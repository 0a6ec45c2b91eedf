use crate::config::{NodeConfig, StorageKind};
use anyhow::{Context, Result};
use tollgate_storage::{KvPairs, KvStore, MemoryStore, SledStore, StorageResult};

/// Backend selected by configuration.
pub enum NodeStore {
    Memory(MemoryStore),
    Sled(SledStore),
}

impl NodeStore {
    pub fn open(config: &NodeConfig) -> Result<Self> {
        match config.storage {
            StorageKind::Memory => Ok(NodeStore::Memory(MemoryStore::new())),
            StorageKind::Sled => {
                let path = config.state_dir();
                let store = SledStore::open(&path)
                    .with_context(|| format!("opening sled store at {}", path.display()))?;
                Ok(NodeStore::Sled(store))
            }
        }
    }

    pub fn flush(&self) -> Result<()> {
        match self {
            NodeStore::Memory(_) => Ok(()),
            NodeStore::Sled(store) => store.flush(),
        }
    }

    fn inner(&self) -> &dyn KvStore {
        match self {
            NodeStore::Memory(store) => store,
            NodeStore::Sled(store) => store,
        }
    }
}

impl KvStore for NodeStore {
    fn get(&self, key: &[u8]) -> StorageResult<Option<Vec<u8>>> {
        self.inner().get(key)
    }

    fn set(&self, key: &[u8], value: &[u8]) -> StorageResult<()> {
        self.inner().set(key, value)
    }

    fn delete(&self, key: &[u8]) -> StorageResult<()> {
        self.inner().delete(key)
    }

    fn has(&self, key: &[u8]) -> StorageResult<bool> {
        self.inner().has(key)
    }

    fn prefix_iter(&self, prefix: &[u8]) -> StorageResult<KvPairs> {
        self.inner().prefix_iter(prefix)
    }
}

---+---

WHAT THE TASK REQUIRES:
Reply by returning the full set of records above exactly.

EXERCISE RESULT:
repository 0a6ec45c2b91eedf
use crate::config::{NodeConfig, StorageKind};
use anyhow::{Context, Result};
use tollgate_storage::{KvPairs, KvStore, MemoryStore, SledStore, StorageResult};

/// Backend selected by configuration.
pub enum NodeStore {
    Memory(MemoryStore),
    Sled(SledStore),
}

impl NodeStore {
    pub fn open(config: &NodeConfig) -> Result<Self> {
        match config.storage {
            StorageKind::Memory => Ok(NodeStore::Memory(MemoryStore::new())),
            StorageKind::Sled => {
                let path = config.state_dir();
                let store = SledStore::open(&path)
                    .with_context(|| format!("opening sled store at {}", path.display()))?;
                Ok(NodeStore::Sled(store))
            }
        }
    }

    pub fn flush(&self) -> Result<()> {
        match self {
            NodeStore::Memory(_) => Ok(()),
            NodeStore::Sled(store) => store.flush(),
        }
    }

    fn inner(&self) -> &dyn KvStore {
        match self {
            NodeStore::Memory(store) => store,
            NodeStore::Sled(store) => store,
        }
    }
}

impl KvStore for NodeStore {
    fn get(&self, key: &[u8]) -> StorageResult<Option<Vec<u8>>> {
        self.inner().get(key)
    }

    fn set(&self, key: &[u8], value: &[u8]) -> StorageResult<()> {
        self.inner().set(key, value)
    }

    fn delete(&self, key: &[u8]) -> StorageResult<()> {
        self.inner().delete(key)
    }

    fn has(&self, key: &[u8]) -> StorageResult<bool> {
        self.inner().has(key)
    }

    fn prefix_iter(&self, prefix: &[u8]) -> StorageResult<KvPairs> {
        self.inner().prefix_iter(prefix)
    }
}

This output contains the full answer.